◆ EXERCISE AIM:
Among the records below, find the lines that contain "whitespace" and copy each of them.

◆ PROVIDED DATA:
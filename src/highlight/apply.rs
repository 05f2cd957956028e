//! Merging detector output into a new snapshot

use super::detect::{MatchResult, Reset};
use crate::text::{EditRange, StyledText};

/// Produce a new snapshot with `reset` and `matches` applied inside `segment`
///
/// Matches are written in order, so the last write wins where ranges
/// overlap. Characters are never touched, and neither is anything outside
/// `segment`: a match or reset that reaches past it is dropped.
pub fn apply(
    text: &StyledText,
    segment: EditRange,
    reset: &Reset,
    matches: &[MatchResult],
) -> StyledText {
    let mut output = text.clone();
    if text.check_range(segment).is_err() {
        tracing::debug!("Segment {} invalid for text of len {}", segment, text.len());
        return output;
    }

    if segment.contains_range(&reset.segment) {
        let (set_key, set_value) = &reset.set;
        output.update_range(reset.segment.as_range(), |attrs| {
            attrs.insert(set_key.clone(), set_value.clone());
            attrs.remove(&reset.clear);
        });
    } else {
        tracing::debug!(
            "Ignoring reset over {} outside segment {}",
            reset.segment,
            segment
        );
    }

    for result in matches {
        if !segment.contains_range(&result.range) || text.check_range(result.range).is_err() {
            tracing::debug!(
                "Ignoring {} match at {} outside segment {}",
                result.kind.name(),
                result.range,
                segment
            );
            continue;
        }
        output.update_range(result.range.as_range(), |attrs| {
            for (key, value) in &result.attributes {
                attrs.insert(key.clone(), value.clone());
            }
        });
    }

    output
}
//! Styled text snapshots and the ranges that index them
//!
//! All offsets are code units of the underlying Rust string (UTF-8 bytes).
//! Ranges that split a character are rejected rather than adjusted.

mod range;
mod styled;

pub use range::EditRange;
pub use styled::{Attributes, RangeError, Run, StyledText};
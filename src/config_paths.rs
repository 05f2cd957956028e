//! Where textmark keeps its highlight config and log files
//!
//! Both live in one per-user directory named after the binary. The host never
//! writes anywhere else, so deleting that directory resets textmark.

use std::{env, fs, path::PathBuf};

use anyhow::{Context, Result};

const APP_DIR: &str = "textmark";

/// Prefix of the daily-rotated log files written by [`crate::tracing::init`]
pub const LOG_FILE_PREFIX: &str = "textmark.log";

/// Per-user directory holding `config.yaml` and `logs/`
///
/// `%APPDATA%\textmark` on Windows. Elsewhere `$XDG_CONFIG_HOME/textmark`,
/// falling back to `~/.config/textmark`. `None` when no home is known.
pub fn config_dir() -> Option<PathBuf> {
    platform_config_root().map(|root| root.join(APP_DIR))
}

#[cfg(target_os = "windows")]
fn platform_config_root() -> Option<PathBuf> {
    env::var_os("APPDATA").map(PathBuf::from)
}

#[cfg(not(target_os = "windows"))]
fn platform_config_root() -> Option<PathBuf> {
    env::var_os("XDG_CONFIG_HOME")
        .map(PathBuf::from)
        .or_else(|| dirs::home_dir().map(|home| home.join(".config")))
}

/// Highlight config read by [`crate::config::HighlightConfig::load`]
pub fn config_file() -> Option<PathBuf> {
    config_dir().map(|dir| dir.join("config.yaml"))
}

pub fn logs_dir() -> Option<PathBuf> {
    config_dir().map(|dir| dir.join("logs"))
}

/// Create the log directory if needed and return it
pub fn ensure_logs_dir() -> Result<PathBuf> {
    let logs = logs_dir().context("No config directory available for logs")?;
    fs::create_dir_all(&logs)
        .with_context(|| format!("Failed to create log directory {}", logs.display()))?;
    Ok(logs)
}
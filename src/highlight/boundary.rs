//! Segment expansion around an edit
//!
//! A segment is the re-scan window for one edit: it grows the edit range
//! outwards to the nearest space on each side. Only the ASCII space counts
//! as a separator, so tabs and newlines stay inside a segment.

use crate::text::EditRange;

/// The only code unit that delimits segments
pub const SEGMENT_SEPARATOR: u8 = b' ';

/// Expand `range` to the whitespace-delimited segment containing it
///
/// The left edge is just after the nearest space before `range.location`
/// (or the start of the text). The right edge is just after the nearest
/// space at or after the end of `range` (or the end of the text).
///
/// Returns `None` if `range` is out of bounds. A range end that falls inside
/// a multi-byte character is fine: both edges land next to an ASCII space or
/// at a text end, so the segment always sits on character boundaries.
pub fn find_segment(text: &str, range: EditRange) -> Option<EditRange> {
    if !range.checked_end().is_some_and(|end| end <= text.len()) {
        tracing::debug!(
            "Rejecting edit range {} against text of len {}",
            range,
            text.len()
        );
        return None;
    }

    let bytes = text.as_bytes();
    let end = range.end();

    let left = bytes[..range.location]
        .iter()
        .rposition(|&b| b == SEGMENT_SEPARATOR)
        .map_or(0, |i| i + 1);

    let right = bytes[end..]
        .iter()
        .position(|&b| b == SEGMENT_SEPARATOR)
        .map_or(text.len(), |i| end + i + 1);

    Some(EditRange::from_bounds(left..right))
}
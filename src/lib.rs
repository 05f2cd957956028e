//! textmark - incremental entity highlighting for live-edited text
//!
//! This crate highlights email addresses, phone numbers and links inside a
//! styled text buffer as the user types, rescanning only the
//! whitespace-delimited segment around each edit.

pub mod cli;
pub mod commands;
pub mod config;
pub mod config_paths;
pub mod highlight;
pub mod messages;
pub mod replay;
pub mod session;
pub mod text;
pub mod tracing;
pub mod update;

// Re-export commonly used types
pub use commands::Cmd;
pub use config::HighlightConfig;
pub use messages::SessionMsg;
pub use session::EditSession;
pub use text::{EditRange, StyledText};
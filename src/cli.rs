//! Command-line argument parsing for the headless host
//!
//! Supports:
//! - Reading a file or stdin
//! - Replaying input as typed text (default) or one whole-document pass
//! - Plain or JSON output
//! - An explicit config file

use std::io::Read;
use std::path::PathBuf;

use anyhow::Context;
use clap::Parser;

use crate::config::HighlightConfig;

/// Highlight emails, phone numbers and links in text
#[derive(Parser, Debug)]
#[command(name = "textmark", version, about = "Highlight emails, phone numbers and links")]
pub struct CliArgs {
    /// File to read (stdin if omitted)
    #[arg(value_name = "FILE")]
    pub path: Option<PathBuf>,

    /// Highlight the whole text in one pass instead of replaying it as typed input
    #[arg(long)]
    pub whole: bool,

    /// Print spans as JSON
    #[arg(long)]
    pub json: bool,

    /// Config file to use instead of ~/.config/textmark/config.yaml
    #[arg(long, value_name = "PATH")]
    pub config: Option<PathBuf>,
}

/// How the input is fed to the session
#[derive(Debug, Clone, Copy, PartialEq, Eq)]
pub enum ReplayMode {
    /// One pre/post-change pair per character
    Typed,
    /// A single pass over the whole document
    Whole,
}

impl CliArgs {
    pub fn mode(&self) -> ReplayMode {
        if self.whole {
            ReplayMode::Whole
        } else {
            ReplayMode::Typed
        }
    }

    /// Load the explicit config file, or the user config with fallback to defaults
    pub fn load_config(&self) -> anyhow::Result<HighlightConfig> {
        match &self.config {
            Some(path) => HighlightConfig::load_from(path),
            None => Ok(HighlightConfig::load()),
        }
    }

    /// Read the input text from the file or stdin
    pub fn read_input(&self) -> anyhow::Result<String> {
        match &self.path {
            Some(path) => std::fs::read_to_string(path)
                .with_context(|| format!("Failed to read {}", path.display())),
            None => {
                let mut input = String::new();
                std::io::stdin()
                    .read_to_string(&mut input)
                    .context("Failed to read stdin")?;
                Ok(input)
            }
        }
    }
}

#[cfg(test)]
mod tests {
    use super::*;

    #[test]
    fn test_default_mode_is_typed() {
        let args = CliArgs::parse_from(["textmark", "notes.txt"]);
        assert_eq!(args.mode(), ReplayMode::Typed);
        assert_eq!(args.path, Some(PathBuf::from("notes.txt")));
        assert!(!args.json);
    }

    #[test]
    fn test_whole_and_json_flags() {
        let args = CliArgs::parse_from(["textmark", "--whole", "--json"]);
        assert_eq!(args.mode(), ReplayMode::Whole);
        assert!(args.json);
        assert!(args.path.is_none());
    }

    #[test]
    fn test_missing_explicit_config_is_an_error() {
        let args = CliArgs::parse_from(["textmark", "--config", "/nonexistent/textmark.yaml"]);
        assert!(args.load_config().is_err());
    }
}
//! Incremental re-annotation engine
//!
//! ## Pipeline
//!
//! ```text
//! will_change → EditTracker::record_change     (pending edit range)
//! did_change  → find_segment                   (space-delimited window)
//!             → PatternMatcher::reset/detect   (email, phone, link)
//!             → apply                          (new StyledText)
//! ```
//!
//! Every stage takes a snapshot by reference and returns a new value, so a
//! failure at any stage leaves the host's current snapshot as it was.

mod apply;
mod boundary;
mod detect;
mod tracker;

pub use apply::apply;
pub use boundary::{find_segment, SEGMENT_SEPARATOR};
pub use detect::{MatchKind, MatchResult, PatternMatcher, Reset};
pub use tracker::EditTracker;
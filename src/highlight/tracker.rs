//! Pending edit capture for the pre-change phase

use crate::text::EditRange;

/// Records the range believed to have changed across one edit
///
/// Only insertions grow the recorded range. Deletions and same-length
/// replacements collapse to a caret at the edit point; the segment expansion
/// around that caret is what picks up the affected neighbourhood.
#[derive(Debug, Clone, Default)]
pub struct EditTracker {
    pending: Option<EditRange>,
}

impl EditTracker {
    pub fn new() -> Self {
        Self::default()
    }

    /// Record an edit about to replace `replaced` with `replacement_len`
    /// code units, overwriting any previously recorded edit
    pub fn record_change(&mut self, replaced: EditRange, replacement_len: usize) -> EditRange {
        let range = EditRange::new(
            replaced.location,
            replacement_len.saturating_sub(replaced.length),
        );
        self.pending = Some(range);
        range
    }

    /// The recorded edit, if any
    pub fn pending(&self) -> Option<EditRange> {
        self.pending
    }

    /// Consume the recorded edit, returning the tracker to idle
    pub fn take_pending(&mut self) -> Option<EditRange> {
        self.pending.take()
    }
}
//! Highlighting configuration
//!
//! Stores the display font, attribute key names and detector patterns in
//! `~/.config/textmark/config.yaml`. Every field has a default, so a partial
//! file only overrides what it names.

use std::path::Path;

use anyhow::Context;
use serde::{Deserialize, Serialize};

/// Configuration injected into an [`EditSession`](crate::session::EditSession)
#[derive(Debug, Clone, PartialEq, Eq, Serialize, Deserialize)]
pub struct HighlightConfig {
    /// Display font identifier written to every rescanned segment
    #[serde(default = "default_font")]
    pub font: String,

    /// Attribute key carrying the font
    #[serde(default = "default_font_key")]
    pub font_key: String,

    /// Attribute key carrying link targets
    #[serde(default = "default_link_key")]
    pub link_key: String,

    #[serde(default)]
    pub patterns: DetectorPatterns,
}

/// Regular expressions for each detector, as source strings
///
/// Invalid patterns are not rejected here; the matcher skips the detector
/// and logs a warning.
#[derive(Debug, Clone, PartialEq, Eq, Serialize, Deserialize)]
pub struct DetectorPatterns {
    #[serde(default = "default_email_pattern")]
    pub email: String,
    #[serde(default = "default_phone_pattern")]
    pub phone: String,
    #[serde(default = "default_link_pattern")]
    pub link: String,
}

fn default_font() -> String {
    "system-17".to_string()
}

fn default_font_key() -> String {
    "font".to_string()
}

fn default_link_key() -> String {
    "link".to_string()
}

fn default_email_pattern() -> String {
    r"[A-Za-z0-9._%+-]+@[A-Za-z0-9.-]+\.[A-Za-z]{2,}".to_string()
}

fn default_phone_pattern() -> String {
    r"\+?\d{1,3}[ .-]?\(?\d{3}\)?[ .-]?\d{3}[ .-]?\d{4}".to_string()
}

fn default_link_pattern() -> String {
    r#"(?:[A-Za-z][A-Za-z0-9+.-]*://|www\.)[^\s<>"]+"#.to_string()
}

impl Default for DetectorPatterns {
    fn default() -> Self {
        Self {
            email: default_email_pattern(),
            phone: default_phone_pattern(),
            link: default_link_pattern(),
        }
    }
}

impl Default for HighlightConfig {
    fn default() -> Self {
        Self {
            font: default_font(),
            font_key: default_font_key(),
            link_key: default_link_key(),
            patterns: DetectorPatterns::default(),
        }
    }
}

impl HighlightConfig {
    /// Load config from the user config directory, or return defaults
    pub fn load() -> Self {
        let Some(path) = crate::config_paths::config_file() else {
            tracing::debug!("No config directory available, using defaults");
            return Self::default();
        };

        if !path.exists() {
            tracing::debug!(
                "Config file not found at {}, using defaults",
                path.display()
            );
            return Self::default();
        }

        match Self::load_from(&path) {
            Ok(config) => {
                tracing::info!("Loaded config from {}", path.display());
                config
            }
            Err(e) => {
                tracing::warn!("{:#}, using defaults", e);
                Self::default()
            }
        }
    }

    /// Load config from an explicit path
    pub fn load_from(path: &Path) -> anyhow::Result<Self> {
        let content = std::fs::read_to_string(path)
            .with_context(|| format!("Failed to read config at {}", path.display()))?;
        serde_yaml::from_str(&content)
            .with_context(|| format!("Failed to parse config at {}", path.display()))
    }

    /// Save config to the user config directory
    pub fn save(&self) -> anyhow::Result<()> {
        let path = crate::config_paths::config_file().context("No config directory available")?;
        self.save_to(&path)
    }

    /// Save config to `path`, creating parent directories as needed
    pub fn save_to(&self, path: &Path) -> anyhow::Result<()> {
        if let Some(parent) = path.parent() {
            std::fs::create_dir_all(parent).context("Failed to create config directory")?;
        }

        let content = serde_yaml::to_string(self).context("Failed to serialize config")?;
        std::fs::write(path, content)
            .with_context(|| format!("Failed to write config to {}", path.display()))?;

        tracing::info!("Saved config to {}", path.display());
        Ok(())
    }
}

#[cfg(test)]
mod tests {
    use super::*;

    #[test]
    fn test_partial_yaml_keeps_defaults() {
        let config: HighlightConfig = serde_yaml::from_str("font: mono-12\n").unwrap();
        assert_eq!(config.font, "mono-12");
        assert_eq!(config.link_key, "link");
        assert_eq!(config.patterns, DetectorPatterns::default());
    }

    #[test]
    fn test_partial_patterns_keep_other_defaults() {
        let yaml = "patterns:\n  phone: '\\d+'\n";
        let config: HighlightConfig = serde_yaml::from_str(yaml).unwrap();
        assert_eq!(config.patterns.phone, r"\d+");
        assert_eq!(config.patterns.email, default_email_pattern());
    }
}
//! Location/length ranges into a styled text snapshot.

use std::ops::Range;

use serde::Serialize;

/// A span of text in code-unit (UTF-8 byte) offsets.
///
/// An `EditRange` is only meaningful against the snapshot it was computed
/// for; use [`EditRange::is_valid_in`] before indexing a different snapshot.
#[derive(Debug, Clone, Copy, PartialEq, Eq, Default, Serialize)]
pub struct EditRange {
    /// Offset of the first code unit
    pub location: usize,
    /// Number of code units covered
    pub length: usize,
}

impl EditRange {
    pub const fn new(location: usize, length: usize) -> Self {
        Self { location, length }
    }

    /// Zero-length range at `location`
    pub const fn caret(location: usize) -> Self {
        Self {
            location,
            length: 0,
        }
    }

    /// Range covering `range.start..range.end`
    pub fn from_bounds(range: Range<usize>) -> Self {
        Self {
            location: range.start,
            length: range.end.saturating_sub(range.start),
        }
    }

    /// Exclusive end offset, or `None` if it would overflow
    pub fn checked_end(&self) -> Option<usize> {
        self.location.checked_add(self.length)
    }

    /// Exclusive end offset. Saturates on overflow.
    pub fn end(&self) -> usize {
        self.location.saturating_add(self.length)
    }

    pub fn is_empty(&self) -> bool {
        self.length == 0
    }

    pub fn as_range(&self) -> Range<usize> {
        self.location..self.end()
    }

    /// Whether `other` lies entirely within this range
    pub fn contains_range(&self, other: &EditRange) -> bool {
        other.location >= self.location && other.end() <= self.end()
    }

    /// Whether this range can index `text`: in bounds and on char boundaries.
    pub fn is_valid_in(&self, text: &str) -> bool {
        match self.checked_end() {
            Some(end) => {
                end <= text.len()
                    && text.is_char_boundary(self.location)
                    && text.is_char_boundary(end)
            }
            None => false,
        }
    }
}

impl From<Range<usize>> for EditRange {
    fn from(range: Range<usize>) -> Self {
        Self::from_bounds(range)
    }
}

impl std::fmt::Display for EditRange {
    fn fmt(&self, f: &mut std::fmt::Formatter<'_>) -> std::fmt::Result {
        write!(f, "{}..{}", self.location, self.end())
    }
}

◆ TASK RESULT:
/// Expand `range` to the whitespace-delimited segment containing it
//! whitespace-delimited segment around each edit.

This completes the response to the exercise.